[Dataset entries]
**********

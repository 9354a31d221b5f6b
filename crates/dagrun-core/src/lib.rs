//! dagrun core: a workload router for agent pipelines.
//!
//! The engine executes a declarative dependency graph of agent invocations
//! with per-node retry policies, per-agent circuit breakers, per-attempt
//! timeouts, and bounded worker concurrency, while capturing a
//! deterministic execution trace that can be replayed and bit-compared
//! afterwards.
//!
//! # Quick start
//!
//! ```rust,no_run
//! use dagrun_core::{
//!     AgentInput, AgentInvocation, AgentOutput, Engine, ExecutionPlan, PlanNode, Registry,
//!     RouterConfig,
//! };
//! use tokio_util::sync::CancellationToken;
//!
//! # async fn demo() {
//! let registry = Registry::new();
//! registry
//!     .register("echo", |input: AgentInput| async move {
//!         Ok(AgentOutput::new(input.request_id.clone(), input.payload))
//!     })
//!     .unwrap();
//!
//! let engine = Engine::new(registry, RouterConfig::default());
//! let plan = ExecutionPlan::new(
//!     "task_demo",
//!     vec![PlanNode::new(AgentInvocation::new(
//!         "0001_echo",
//!         "echo",
//!         AgentInput::new("task_demo", "req_0001", b"hello".to_vec()),
//!     ))],
//! );
//!
//! let report = engine.run_plan(&CancellationToken::new(), plan).await;
//! assert!(report.results[0].is_success());
//! # }
//! ```

pub mod agent;
pub mod circuit_breaker;
pub mod config;
pub mod engine;
pub mod manifest;
pub mod metrics;
pub mod plan;
pub mod retry;
pub mod trace;

mod wire;

pub use agent::{AgentError, AgentHandler, AgentInput, AgentOutput, Registry, RegistryError};
pub use circuit_breaker::{Admission, BreakerState, CircuitBreaker, CircuitBreakerPolicy};
pub use config::RouterConfig;
pub use engine::{AgentResult, Engine, EngineError, RunReport};
pub use manifest::{Manifest, ManifestError};
pub use plan::{AgentInvocation, ExecutionPlan, PlanError, PlanGraph, PlanNode};
pub use retry::{backoff_duration, BackoffStrategy, RetryPolicy};
pub use trace::{
    compare, format_divergences, load_from_file, replay_and_compare, save_to_file, AgentResolver,
    Divergence, ExecutionTrace, ReplayError, TraceRecorder, TraceStep,
};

**********

- **PROBLEM REQUIREMENTS**
Please report how many lines in the records above contain the word "manifest", and give nothing but the number.

- **TASK ANSWER**
2